APPLICATIONS OF ALLELE-SPECIFIC PCR IN EARLY DETECTION OF HEREDITARY DISORDERS: A SYSTEMATIC REVIEW OF TECHNIQUES AND OUTCOMES

Abstract

This systematic review comprehensively investigates the diagnostic utility, methodological evolution, and translational impact of Allele-Specific Polymerase Chain Reaction (AS-PCR) in the detection and management of hereditary disorders. AS-PCR has established itself as a cornerstone in molecular diagnostics, primarily for its high specificity, affordability, operational simplicity, and rapid discrimination of single nucleotide polymorphisms (SNPs) and known point mutations. This review synthesizes findings from 86 peer-reviewed studies published between January 1990 and March 2023, encompassing diverse clinical and public health applications. The evidence reveals AS-PCR’s widespread use across monogenic disease diagnostics—including beta-thalassemia, cystic fibrosis, and Tay-Sachs disease—hereditary cancer syndromes such as BRCA1/2 and Lynch syndrome, prenatal and neonatal screening, and ethnically targeted carrier testing. The method consistently achieves diagnostic sensitivity and specificity exceeding 95%, affirming its reliability for early genetic risk identification. Particularly in founder populations and consanguinity-prone regions, AS-PCR has supported national screening programs, preimplantation genetic diagnosis, and cascade testing with measurable reductions in disease incidence.
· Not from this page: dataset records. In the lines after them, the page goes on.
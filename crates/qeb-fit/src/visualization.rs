//! Plot data for a fitted histogram
//!
//! Rendering is left to a [`FitVisualizer`] implementation; this module only
//! computes the series to draw: the histogram with its error bars, the
//! smooth fit curve and optionally the deskewed Gaussian.

use qeb_core::Result;
use serde::{Deserialize, Serialize};

/// What to include in a plot
#[derive(Debug, Clone, PartialEq, Serialize, Deserialize)]
pub struct PlotOptions {
    /// Use a logarithmic y axis
    pub log_scale: bool,
    /// Label of the figure-of-merit axis
    pub xlabel: String,
    /// Also draw `exp(-(x - x0)^2 / Delta^2 + y0)`
    pub plot_deskewed_gaussian: bool,
    /// Number of points of the smooth curves
    pub curve_npts: usize,
}

impl Default for PlotOptions {
    fn default() -> Self {
        Self {
            log_scale: false,
            xlabel: "Distribution of values".to_string(),
            plot_deskewed_gaussian: true,
            curve_npts: 200,
        }
    }
}

impl PlotOptions {
    pub fn new() -> Self {
        Self::default()
    }

    pub fn log_scale(mut self, log_scale: bool) -> Self {
        self.log_scale = log_scale;
        self
    }

    pub fn xlabel(mut self, xlabel: impl Into<String>) -> Self {
        self.xlabel = xlabel.into();
        self
    }

    pub fn plot_deskewed_gaussian(mut self, plot: bool) -> Self {
        self.plot_deskewed_gaussian = plot;
        self
    }

    pub fn curve_npts(mut self, curve_npts: usize) -> Self {
        self.curve_npts = curve_npts;
        self
    }
}

/// One series of points on the figure-of-merit axis
#[derive(Debug, Clone, PartialEq, Serialize, Deserialize)]
pub struct PlotSeries {
    pub label: String,
    pub f: Vec<f64>,
    pub p: Vec<f64>,
    /// Error bars, for data series
    pub err: Option<Vec<f64>>,
}

/// Everything needed to draw a fitted histogram
#[derive(Debug, Clone, PartialEq, Serialize, Deserialize)]
pub struct PlotData {
    pub xlabel: String,
    pub ylabel: String,
    pub log_scale: bool,
    pub data: PlotSeries,
    pub fit: PlotSeries,
    pub deskewed_gaussian: Option<PlotSeries>,
}

/// Draws [`PlotData`]
pub trait FitVisualizer {
    fn render(&self, plot: &PlotData) -> Result<()>;
}

/// Visualizer that draws nothing
#[derive(Debug, Default, Clone, Copy)]
pub struct NullFitVisualizer;

impl FitVisualizer for NullFitVisualizer {
    fn render(&self, _plot: &PlotData) -> Result<()> {
        Ok(())
    }
}

/// `npts` evenly spaced values from `start` to `end` inclusive
pub(crate) fn linspace(start: f64, end: f64, npts: usize) -> Vec<f64> {
    match npts {
        0 => Vec::new(),
        1 => vec![start],
        _ => {
            let step = (end - start) / (npts - 1) as f64;
            (0..npts).map(|i| start + step * i as f64).collect()
        }
    }
}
In low- and middle-income countries (LMICs), AS-PCR’s compatibility with minimal laboratory infrastructure, use in mobile diagnostic units, and successful adaptation to dried blood spot and saliva samples further underscore its global relevance. Field studies from South Asia, the Middle East, and sub-Saharan Africa confirm AS-PCR’s capacity to deliver accurate results in decentralized, resource-constrained settings where sequencing technologies are often inaccessible. Despite its limitations in identifying novel or rare variants, AS-PCR remains a technically robust and clinically actionable tool, particularly in targeted screening frameworks. Its integration into public health initiatives and clinical workflows has broadened access to molecular diagnostics and facilitated preventive genetic medicine on a global scale. This review concludes that AS-PCR continues to be indispensable in personalized medicine, population genomics, and health equity strategies, especially in bridging the diagnostic gap across diverse healthcare systems.